------ Information ------
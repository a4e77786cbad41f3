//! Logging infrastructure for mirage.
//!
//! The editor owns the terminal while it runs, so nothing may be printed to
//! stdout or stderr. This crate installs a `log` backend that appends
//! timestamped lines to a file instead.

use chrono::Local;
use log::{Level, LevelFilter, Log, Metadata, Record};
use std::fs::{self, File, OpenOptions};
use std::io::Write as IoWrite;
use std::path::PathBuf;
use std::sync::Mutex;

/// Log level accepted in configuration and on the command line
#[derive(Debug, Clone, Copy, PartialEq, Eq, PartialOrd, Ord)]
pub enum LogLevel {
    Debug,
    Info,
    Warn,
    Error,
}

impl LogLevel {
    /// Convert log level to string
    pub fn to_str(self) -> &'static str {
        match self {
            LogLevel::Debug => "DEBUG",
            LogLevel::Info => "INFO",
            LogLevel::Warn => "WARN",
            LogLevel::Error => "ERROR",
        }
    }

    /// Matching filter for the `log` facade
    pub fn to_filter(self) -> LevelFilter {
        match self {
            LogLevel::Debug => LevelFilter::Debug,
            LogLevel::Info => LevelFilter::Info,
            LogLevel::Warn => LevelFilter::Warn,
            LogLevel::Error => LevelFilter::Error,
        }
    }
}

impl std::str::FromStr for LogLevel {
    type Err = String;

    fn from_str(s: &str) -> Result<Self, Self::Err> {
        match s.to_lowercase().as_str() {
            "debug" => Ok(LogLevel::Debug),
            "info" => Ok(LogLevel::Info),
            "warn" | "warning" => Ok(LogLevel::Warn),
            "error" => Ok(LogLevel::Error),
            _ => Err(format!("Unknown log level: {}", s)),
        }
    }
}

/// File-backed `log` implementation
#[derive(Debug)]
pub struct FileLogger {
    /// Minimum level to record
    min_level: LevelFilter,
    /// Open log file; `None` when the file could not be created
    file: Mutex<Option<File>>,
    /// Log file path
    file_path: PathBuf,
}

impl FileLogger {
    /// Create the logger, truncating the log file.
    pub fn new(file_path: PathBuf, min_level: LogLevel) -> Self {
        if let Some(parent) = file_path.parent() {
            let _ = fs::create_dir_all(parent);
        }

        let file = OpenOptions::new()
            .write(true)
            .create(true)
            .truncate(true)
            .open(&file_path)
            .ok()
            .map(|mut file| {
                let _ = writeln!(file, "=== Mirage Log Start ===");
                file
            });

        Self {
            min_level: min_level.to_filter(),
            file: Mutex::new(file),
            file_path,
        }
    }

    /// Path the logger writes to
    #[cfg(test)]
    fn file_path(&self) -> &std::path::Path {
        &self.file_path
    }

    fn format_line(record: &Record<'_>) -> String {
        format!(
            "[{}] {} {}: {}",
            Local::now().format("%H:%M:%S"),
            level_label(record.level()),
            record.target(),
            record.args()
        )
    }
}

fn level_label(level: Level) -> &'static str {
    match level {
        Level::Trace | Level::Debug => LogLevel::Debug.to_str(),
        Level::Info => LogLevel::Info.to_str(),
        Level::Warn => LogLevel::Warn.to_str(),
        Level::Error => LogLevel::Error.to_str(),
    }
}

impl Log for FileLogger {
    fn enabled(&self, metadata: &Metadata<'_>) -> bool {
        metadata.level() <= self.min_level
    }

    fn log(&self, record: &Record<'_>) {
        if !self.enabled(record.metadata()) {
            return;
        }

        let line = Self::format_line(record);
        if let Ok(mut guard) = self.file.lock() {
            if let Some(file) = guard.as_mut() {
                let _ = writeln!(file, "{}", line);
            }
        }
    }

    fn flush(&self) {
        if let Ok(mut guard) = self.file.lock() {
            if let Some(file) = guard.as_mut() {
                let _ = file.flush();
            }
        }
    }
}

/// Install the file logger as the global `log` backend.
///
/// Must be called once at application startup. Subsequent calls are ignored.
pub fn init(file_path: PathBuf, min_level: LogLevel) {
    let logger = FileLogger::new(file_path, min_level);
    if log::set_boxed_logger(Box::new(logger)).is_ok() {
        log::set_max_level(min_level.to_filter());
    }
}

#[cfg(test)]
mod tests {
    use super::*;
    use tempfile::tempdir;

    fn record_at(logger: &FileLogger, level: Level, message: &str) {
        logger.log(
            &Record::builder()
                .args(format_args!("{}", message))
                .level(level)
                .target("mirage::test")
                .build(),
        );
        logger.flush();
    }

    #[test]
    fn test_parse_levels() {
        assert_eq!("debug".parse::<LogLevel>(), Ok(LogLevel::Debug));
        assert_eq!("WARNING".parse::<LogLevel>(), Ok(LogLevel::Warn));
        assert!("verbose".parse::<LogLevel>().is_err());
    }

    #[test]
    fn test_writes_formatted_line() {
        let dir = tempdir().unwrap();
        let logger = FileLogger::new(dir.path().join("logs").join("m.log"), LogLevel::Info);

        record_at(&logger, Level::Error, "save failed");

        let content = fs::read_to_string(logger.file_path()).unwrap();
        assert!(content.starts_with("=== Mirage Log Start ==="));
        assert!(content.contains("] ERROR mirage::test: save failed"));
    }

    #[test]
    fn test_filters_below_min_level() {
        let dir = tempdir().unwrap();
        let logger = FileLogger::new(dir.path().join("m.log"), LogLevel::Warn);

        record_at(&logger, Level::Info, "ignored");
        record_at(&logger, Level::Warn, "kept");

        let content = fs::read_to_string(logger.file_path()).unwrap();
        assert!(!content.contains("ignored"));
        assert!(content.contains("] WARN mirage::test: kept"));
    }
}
------
------ Information ------
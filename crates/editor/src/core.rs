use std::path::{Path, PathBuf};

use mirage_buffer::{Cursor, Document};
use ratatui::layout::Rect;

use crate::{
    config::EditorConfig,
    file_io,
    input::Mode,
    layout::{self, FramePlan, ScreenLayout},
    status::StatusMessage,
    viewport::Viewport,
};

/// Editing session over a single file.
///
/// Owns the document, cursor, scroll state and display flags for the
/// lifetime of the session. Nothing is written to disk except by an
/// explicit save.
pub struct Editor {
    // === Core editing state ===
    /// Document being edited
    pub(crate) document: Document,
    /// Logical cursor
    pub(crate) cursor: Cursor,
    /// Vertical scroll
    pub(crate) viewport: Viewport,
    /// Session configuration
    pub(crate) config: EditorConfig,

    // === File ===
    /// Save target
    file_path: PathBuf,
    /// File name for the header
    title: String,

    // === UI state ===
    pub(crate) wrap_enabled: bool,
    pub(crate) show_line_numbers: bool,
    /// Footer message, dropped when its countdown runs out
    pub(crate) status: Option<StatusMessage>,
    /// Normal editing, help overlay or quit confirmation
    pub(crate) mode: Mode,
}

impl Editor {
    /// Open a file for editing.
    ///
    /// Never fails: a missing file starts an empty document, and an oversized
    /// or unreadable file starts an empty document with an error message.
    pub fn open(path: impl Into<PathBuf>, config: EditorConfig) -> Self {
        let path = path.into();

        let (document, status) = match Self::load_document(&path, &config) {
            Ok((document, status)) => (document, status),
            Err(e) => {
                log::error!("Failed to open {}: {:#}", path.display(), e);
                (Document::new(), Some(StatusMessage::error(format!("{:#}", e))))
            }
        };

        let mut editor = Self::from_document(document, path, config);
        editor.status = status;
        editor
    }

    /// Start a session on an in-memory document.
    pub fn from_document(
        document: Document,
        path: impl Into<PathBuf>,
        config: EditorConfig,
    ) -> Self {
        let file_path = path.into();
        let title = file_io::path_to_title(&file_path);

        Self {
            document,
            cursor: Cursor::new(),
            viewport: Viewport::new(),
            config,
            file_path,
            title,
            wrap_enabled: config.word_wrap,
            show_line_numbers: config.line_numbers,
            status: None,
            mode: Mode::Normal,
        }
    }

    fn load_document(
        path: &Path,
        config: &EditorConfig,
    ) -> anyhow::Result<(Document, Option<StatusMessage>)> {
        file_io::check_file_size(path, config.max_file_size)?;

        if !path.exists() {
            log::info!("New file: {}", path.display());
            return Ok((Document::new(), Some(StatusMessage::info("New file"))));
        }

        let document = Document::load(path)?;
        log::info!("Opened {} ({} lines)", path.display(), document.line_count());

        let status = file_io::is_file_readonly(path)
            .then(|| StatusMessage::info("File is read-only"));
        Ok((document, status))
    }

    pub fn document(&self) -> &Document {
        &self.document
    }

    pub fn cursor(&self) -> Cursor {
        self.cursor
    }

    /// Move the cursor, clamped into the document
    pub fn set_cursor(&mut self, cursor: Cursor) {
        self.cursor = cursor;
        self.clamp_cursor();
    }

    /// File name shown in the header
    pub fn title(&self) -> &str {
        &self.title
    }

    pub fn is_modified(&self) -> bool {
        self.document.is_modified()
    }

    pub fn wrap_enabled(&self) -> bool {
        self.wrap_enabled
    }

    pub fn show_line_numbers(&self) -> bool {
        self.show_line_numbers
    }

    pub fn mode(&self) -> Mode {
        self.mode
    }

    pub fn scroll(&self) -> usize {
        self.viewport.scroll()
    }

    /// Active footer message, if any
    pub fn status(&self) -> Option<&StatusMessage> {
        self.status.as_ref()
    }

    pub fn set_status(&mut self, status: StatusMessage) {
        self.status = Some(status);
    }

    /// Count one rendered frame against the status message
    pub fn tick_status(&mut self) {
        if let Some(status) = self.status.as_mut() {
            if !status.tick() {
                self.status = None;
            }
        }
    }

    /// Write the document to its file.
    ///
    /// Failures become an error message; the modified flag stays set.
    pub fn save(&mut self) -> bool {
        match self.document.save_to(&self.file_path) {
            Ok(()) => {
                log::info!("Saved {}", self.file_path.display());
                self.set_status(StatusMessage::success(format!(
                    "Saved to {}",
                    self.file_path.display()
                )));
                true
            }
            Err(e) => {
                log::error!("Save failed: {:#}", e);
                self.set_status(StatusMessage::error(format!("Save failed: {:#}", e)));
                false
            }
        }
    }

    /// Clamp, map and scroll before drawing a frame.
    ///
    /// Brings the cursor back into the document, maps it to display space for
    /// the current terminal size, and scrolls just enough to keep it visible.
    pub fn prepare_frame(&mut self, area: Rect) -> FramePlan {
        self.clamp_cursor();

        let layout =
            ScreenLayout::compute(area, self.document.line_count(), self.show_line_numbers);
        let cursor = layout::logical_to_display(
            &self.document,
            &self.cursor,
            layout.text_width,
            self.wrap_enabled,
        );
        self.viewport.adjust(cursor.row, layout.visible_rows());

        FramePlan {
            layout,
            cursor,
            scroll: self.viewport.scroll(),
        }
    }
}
------
------ Information ------
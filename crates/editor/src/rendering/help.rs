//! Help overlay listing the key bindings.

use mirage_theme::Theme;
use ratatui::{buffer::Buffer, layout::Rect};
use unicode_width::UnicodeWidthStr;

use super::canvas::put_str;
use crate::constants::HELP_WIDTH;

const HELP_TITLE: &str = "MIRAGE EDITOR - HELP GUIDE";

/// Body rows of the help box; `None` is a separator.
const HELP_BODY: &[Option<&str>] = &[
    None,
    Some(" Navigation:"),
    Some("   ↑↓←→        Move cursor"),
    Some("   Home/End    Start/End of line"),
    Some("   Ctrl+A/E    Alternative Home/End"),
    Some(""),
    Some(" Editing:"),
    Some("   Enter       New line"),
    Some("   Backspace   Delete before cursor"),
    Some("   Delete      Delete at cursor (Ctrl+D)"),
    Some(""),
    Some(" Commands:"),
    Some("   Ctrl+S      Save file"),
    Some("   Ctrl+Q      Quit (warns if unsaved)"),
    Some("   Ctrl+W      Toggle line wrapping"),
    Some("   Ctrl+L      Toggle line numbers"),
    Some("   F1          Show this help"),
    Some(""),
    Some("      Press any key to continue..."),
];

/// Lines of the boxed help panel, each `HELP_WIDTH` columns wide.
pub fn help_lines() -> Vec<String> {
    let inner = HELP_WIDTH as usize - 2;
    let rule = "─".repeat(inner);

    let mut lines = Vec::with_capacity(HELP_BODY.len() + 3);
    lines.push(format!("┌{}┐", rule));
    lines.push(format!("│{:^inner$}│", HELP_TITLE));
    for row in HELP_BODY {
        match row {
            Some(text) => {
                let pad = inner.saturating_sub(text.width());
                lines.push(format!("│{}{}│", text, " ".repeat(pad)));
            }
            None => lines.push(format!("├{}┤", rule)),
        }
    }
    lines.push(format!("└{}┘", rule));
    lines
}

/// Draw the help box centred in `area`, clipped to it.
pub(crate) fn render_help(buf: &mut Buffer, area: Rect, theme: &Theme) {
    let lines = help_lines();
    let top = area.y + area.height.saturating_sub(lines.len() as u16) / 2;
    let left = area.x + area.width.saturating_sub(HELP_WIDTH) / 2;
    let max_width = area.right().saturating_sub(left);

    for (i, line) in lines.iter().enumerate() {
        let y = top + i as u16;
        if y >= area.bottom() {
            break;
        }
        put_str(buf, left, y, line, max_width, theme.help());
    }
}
------
### The task
Give back, exactly as written, the stretch from the line with "repository a4e77786cbad41f3" through the line with "use chrono::Local;", and no other lines from the records above.

### Written response
repository a4e77786cbad41f3
//! Logging infrastructure for mirage.
//!
//! The editor owns the terminal while it runs, so nothing may be printed to
//! stdout or stderr. This crate installs a `log` backend that appends
//! timestamped lines to a file instead.

use chrono::Local;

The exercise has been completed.